[Opening DATA SECTION section]

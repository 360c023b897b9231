use ffmpeg_next as ffmpeg;
use std::path::{Path, PathBuf};
use anyhow::{Result, anyhow, bail};
use image::RgbaImage;
use log::{debug, info, warn};

use crate::AsciiPlayerError;
use crate::clock::MediaClock;
use crate::host::{MediaMetadata, MediaSource, Timeline};

/// Backward jumps smaller than this are treated as decoder jitter, not seeks
const SEEK_TOLERANCE: f64 = 0.05;

/// Video decoder that extracts frames from video files
pub struct VideoDecoder {
    input_context: ffmpeg::format::context::Input,
    stream_index: usize,
    decoder: ffmpeg::codec::decoder::Video,
    scaler: Option<(ffmpeg::software::scaling::Context, (ffmpeg::format::Pixel, u32, u32))>,
    time_base: f64,
    frame_count: u64,
    fps: f64,
    duration: f64,
    eof_sent: bool,
}

/// Represents a decoded video frame with metadata
#[derive(Debug, Clone)]
pub struct VideoFrame {
    /// RGBA pixels at the intrinsic size
    pub image: RgbaImage,
    /// Timestamp in seconds
    pub timestamp: f64,
}

impl VideoDecoder {
    /// Create a new VideoDecoder from a file path
    pub fn new(path: &Path) -> Result<Self> {
        // Initialize FFmpeg with error handling
        match ffmpeg::init() {
            Ok(_) => debug!("FFmpeg initialized successfully"),
            Err(e) => {
                debug!("FFmpeg init error: {:?}", e);
                // Continue anyway as this might not be fatal
            }
        }

        debug!("Attempting to open video file: {}", path.display());
        let input_context = ffmpeg::format::input(&path)
            .map_err(|e| {
                info!("FFmpeg error details: {:?}", e);
                anyhow!("Failed to open video file '{}': {}", path.display(), e)
            })?;

        // Find the best video stream
        let stream = input_context
            .streams()
            .best(ffmpeg::media::Type::Video)
            .ok_or_else(|| AsciiPlayerError::UnsupportedFormat(
                format!("No video stream found in file '{}'", path.display())
            ))?;

        let stream_index = stream.index();

        info!("Found video stream {} in file '{}'", stream_index, path.display());

        // Create decoder context
        let context_decoder = ffmpeg::codec::context::Context::from_parameters(stream.parameters())
            .map_err(|e| anyhow!("Failed to create codec context: {}", e))?;

        let decoder = context_decoder
            .decoder()
            .video()
            .map_err(|e| anyhow!("Failed to create video decoder: {}", e))?;

        let time_base = stream.time_base();
        let time_base = if time_base.denominator() != 0 {
            time_base.numerator() as f64 / time_base.denominator() as f64
        } else {
            0.0
        };

        // Get video metadata
        let fps = stream.avg_frame_rate();
        let fps = if fps.denominator() != 0 && fps.numerator() != 0 {
            fps.numerator() as f64 / fps.denominator() as f64
        } else {
            25.0 // Default fallback FPS
        };

        // Stream duration first, container duration as a fallback
        let duration = if stream.duration() != ffmpeg::ffi::AV_NOPTS_VALUE && stream.duration() > 0 {
            stream.duration() as f64 * time_base
        } else if input_context.duration() > 0 {
            input_context.duration() as f64 / ffmpeg::ffi::AV_TIME_BASE as f64
        } else {
            0.0
        };

        debug!("Video info: {}x{}, {:.2} FPS, {:.2}s duration",
               decoder.width(), decoder.height(), fps, duration);

        Ok(Self {
            input_context,
            stream_index,
            decoder,
            scaler: None,
            time_base,
            frame_count: 0,
            fps,
            duration,
            eof_sent: false,
        })
    }

    /// Get video FPS
    pub fn fps(&self) -> f64 {
        self.fps
    }

    /// Get video duration in seconds
    pub fn duration(&self) -> f64 {
        self.duration
    }

    /// Get video dimensions
    pub fn dimensions(&self) -> (u32, u32) {
        (self.decoder.width(), self.decoder.height())
    }

    /// Seek to the keyframe at or before `timestamp` seconds
    pub fn seek_to(&mut self, timestamp: f64) -> Result<()> {
        let position = (timestamp.max(0.0) * ffmpeg::ffi::AV_TIME_BASE as f64) as i64;

        self.input_context.seek(position, ..position)
            .map_err(|e| anyhow!("Failed to seek to timestamp {}: {}", timestamp, e))?;

        // Reset decoder state
        self.decoder.flush();
        self.eof_sent = false;

        debug!("Seeked to timestamp: {:.2}s", timestamp);
        Ok(())
    }

    /// Get the next frame from the video
    pub fn next_frame(&mut self) -> Result<Option<VideoFrame>> {
        let mut decoded_frame = ffmpeg::frame::Video::empty();

        loop {
            match self.decoder.receive_frame(&mut decoded_frame) {
                Ok(()) => {
                    self.frame_count += 1;
                    return self.convert_frame(&decoded_frame).map(Some);
                }
                Err(ffmpeg::Error::Other { errno }) if errno == ffmpeg::ffi::EAGAIN => {
                    // Need more input
                }
                Err(ffmpeg::Error::Eof) => return Ok(None),
                Err(e) => {
                    return Err(anyhow!("Failed to receive frame from decoder: {}", e));
                }
            }

            if self.eof_sent {
                return Ok(None);
            }

            match self.read_packet() {
                Some(packet) => {
                    self.decoder.send_packet(&packet)
                        .map_err(|e| anyhow!("Failed to send packet to decoder: {}", e))?;
                }
                None => {
                    // Drain whatever the decoder still holds
                    self.decoder.send_eof()
                        .map_err(|e| anyhow!("Failed to send EOF to decoder: {}", e))?;
                    self.eof_sent = true;
                }
            }
        }
    }

    /// Next packet belonging to our video stream
    fn read_packet(&mut self) -> Option<ffmpeg::Packet> {
        let stream_index = self.stream_index;
        for (stream, packet) in self.input_context.packets() {
            if stream.index() == stream_index {
                return Some(packet);
            }
        }
        None
    }

    /// Convert FFmpeg frame to an RGBA image
    fn convert_frame(&mut self, frame: &ffmpeg::frame::Video) -> Result<VideoFrame> {
        let width = frame.width();
        let height = frame.height();
        let key = (frame.format(), width, height);

        // (Re)create the scaler when the source format or size changes
        if self.scaler.as_ref().map(|(_, k)| *k) != Some(key) {
            let scaler = ffmpeg::software::scaling::Context::get(
                frame.format(),
                width,
                height,
                ffmpeg::format::Pixel::RGBA,
                width,
                height,
                ffmpeg::software::scaling::Flags::BILINEAR,
            ).map_err(|e| anyhow!("Failed to create scaling context: {}", e))?;
            self.scaler = Some((scaler, key));
        }

        let mut rgba_frame = ffmpeg::frame::Video::empty();
        if let Some((ref mut scaler, _)) = self.scaler {
            scaler.run(frame, &mut rgba_frame)
                .map_err(|e| anyhow!("Failed to scale frame: {}", e))?;
        }

        // Calculate timestamp
        let timestamp = match frame.timestamp() {
            Some(ts) if ts != ffmpeg::ffi::AV_NOPTS_VALUE && self.time_base > 0.0 => {
                ts as f64 * self.time_base
            }
            _ => (self.frame_count.saturating_sub(1)) as f64 / self.fps,
        };

        // Rows may be padded past width * 4 bytes
        let stride = rgba_frame.stride(0);
        let row_len = width as usize * 4;
        let data = rgba_frame.data(0);
        let mut pixels = Vec::with_capacity(row_len * height as usize);
        for row in 0..height as usize {
            let start = row * stride;
            pixels.extend_from_slice(&data[start..start + row_len]);
        }

        let image = RgbaImage::from_raw(width, height, pixels)
            .ok_or_else(|| anyhow!("Decoded frame does not fill {}x{}", width, height))?;

        debug!("Decoded frame {}: {}x{}, timestamp: {:.3}s",
               self.frame_count, width, height, timestamp);

        Ok(VideoFrame {
            image,
            timestamp,
        })
    }
}

/// Media source backed by FFmpeg and a wall-clock timeline.
///
/// Frames are decoded lazily: asking for the current frame decodes forward
/// until the frame at the clock position, and a backward jump seeks the
/// decoder first.
#[derive(Default)]
pub struct VideoSource {
    path: Option<PathBuf>,
    decoder: Option<VideoDecoder>,
    metadata: Option<MediaMetadata>,
    clock: MediaClock,
    current: Option<VideoFrame>,
    upcoming: Option<VideoFrame>,
    exhausted: bool,
}

impl VideoSource {
    pub fn new() -> Self {
        Self::default()
    }

    /// Path of the loaded file
    pub fn path(&self) -> Option<&Path> {
        self.path.as_deref()
    }

    /// Decode forward until the current frame is the one shown at `target`
    fn advance_to(&mut self, target: f64) -> Result<()> {
        let Some(decoder) = self.decoder.as_mut() else {
            return Ok(());
        };

        let rewound = self
            .current
            .as_ref()
            .map_or(false, |frame| target + SEEK_TOLERANCE < frame.timestamp);
        if rewound {
            decoder.seek_to(target)?;
            self.current = None;
            self.upcoming = None;
            self.exhausted = false;
        }

        loop {
            if self.upcoming.is_none() && !self.exhausted {
                match decoder.next_frame()? {
                    Some(frame) => self.upcoming = Some(frame),
                    None => {
                        debug!("Reached end of video stream");
                        self.exhausted = true;
                    }
                }
            }

            let due = match &self.upcoming {
                Some(next) => self.current.is_none() || next.timestamp <= target,
                None => false,
            };
            if !due {
                return Ok(());
            }
            self.current = self.upcoming.take();
        }
    }
}

impl Timeline for VideoSource {
    fn play(&mut self) -> Result<()> {
        if self.decoder.is_none() {
            bail!("No video loaded");
        }
        self.clock.start();
        Ok(())
    }

    fn pause(&mut self) {
        self.clock.pause();
    }

    fn position(&self) -> f64 {
        self.clock.position()
    }

    fn seek(&mut self, seconds: f64) -> Result<()> {
        self.clock.seek(seconds);
        Ok(())
    }
}

impl MediaSource for VideoSource {
    fn load(&mut self, path: &Path) -> Result<()> {
        // Drop the previous source even if the new one fails to open
        *self = Self::default();

        let decoder = VideoDecoder::new(path)?;
        let (width, height) = decoder.dimensions();
        let duration = decoder.duration();

        self.metadata = (width > 0 && height > 0).then_some(MediaMetadata {
            width,
            height,
            duration,
        });
        self.clock = MediaClock::new(Some(duration));
        self.decoder = Some(decoder);
        self.path = Some(path.to_path_buf());
        Ok(())
    }

    fn metadata(&self) -> Option<MediaMetadata> {
        self.metadata
    }

    fn current_frame(&mut self) -> Option<&RgbaImage> {
        let target = self.clock.position();
        if let Err(e) = self.advance_to(target) {
            warn!("Failed to decode frame at {:.2}s: {:#}", target, e);
            self.exhausted = true;
        }
        self.current.as_ref().map(|frame| &frame.image)
    }

    fn is_finished(&self) -> bool {
        let duration = self.metadata.map_or(0.0, |m| m.duration);
        if duration > 0.0 {
            self.clock.position() >= duration
        } else {
            self.exhausted && self.upcoming.is_none()
        }
    }
}

#[cfg(test)]
mod tests {
    use super::*;
    use std::path::PathBuf;

    #[test]
    fn test_decoder_creation() {
        // This test requires a sample video file
        let test_video = PathBuf::from("tests/assets/sample.mp4");
        if test_video.exists() {
            let result = VideoDecoder::new(&test_video);
            assert!(result.is_ok(), "Failed to create decoder: {:?}", result.err());
        }
    }

    #[test]
    fn test_invalid_file() {
        let invalid_path = PathBuf::from("nonexistent.mp4");
        let result = VideoDecoder::new(&invalid_path);
        assert!(result.is_err(), "Should fail for nonexistent file");
    }

    #[test]
    fn test_unloaded_source_is_not_ready() {
        let mut source = VideoSource::new();
        assert!(source.metadata().is_none());
        assert!(source.current_frame().is_none());
        assert!(source.play().is_err());
        assert_eq!(source.position(), 0.0);
    }

    #[test]
    fn test_failed_load_clears_previous_source() {
        let mut source = VideoSource::new();
        assert!(source.load(Path::new("nonexistent.mp4")).is_err());
        assert!(source.path().is_none());
        assert!(source.metadata().is_none());
    }
}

[Closing DATA SECTION section]

**WHAT TO DO:**
In the data above, find the line with "Err(ffmpeg::Error::Eof) => return" and the line with "to send EOF". Retype both, plus every line between them, exactly.

**EXERCISE SOLUTION:**
                Err(ffmpeg::Error::Eof) => return Ok(None),
                Err(e) => {
                    return Err(anyhow!("Failed to receive frame from decoder: {}", e));
                }
            }

            if self.eof_sent {
                return Ok(None);
            }

            match self.read_packet() {
                Some(packet) => {
                    self.decoder.send_packet(&packet)
                        .map_err(|e| anyhow!("Failed to send packet to decoder: {}", e))?;
                }
                None => {
                    // Drain whatever the decoder still holds
                    self.decoder.send_eof()
                        .map_err(|e| anyhow!("Failed to send EOF to decoder: {}", e))?;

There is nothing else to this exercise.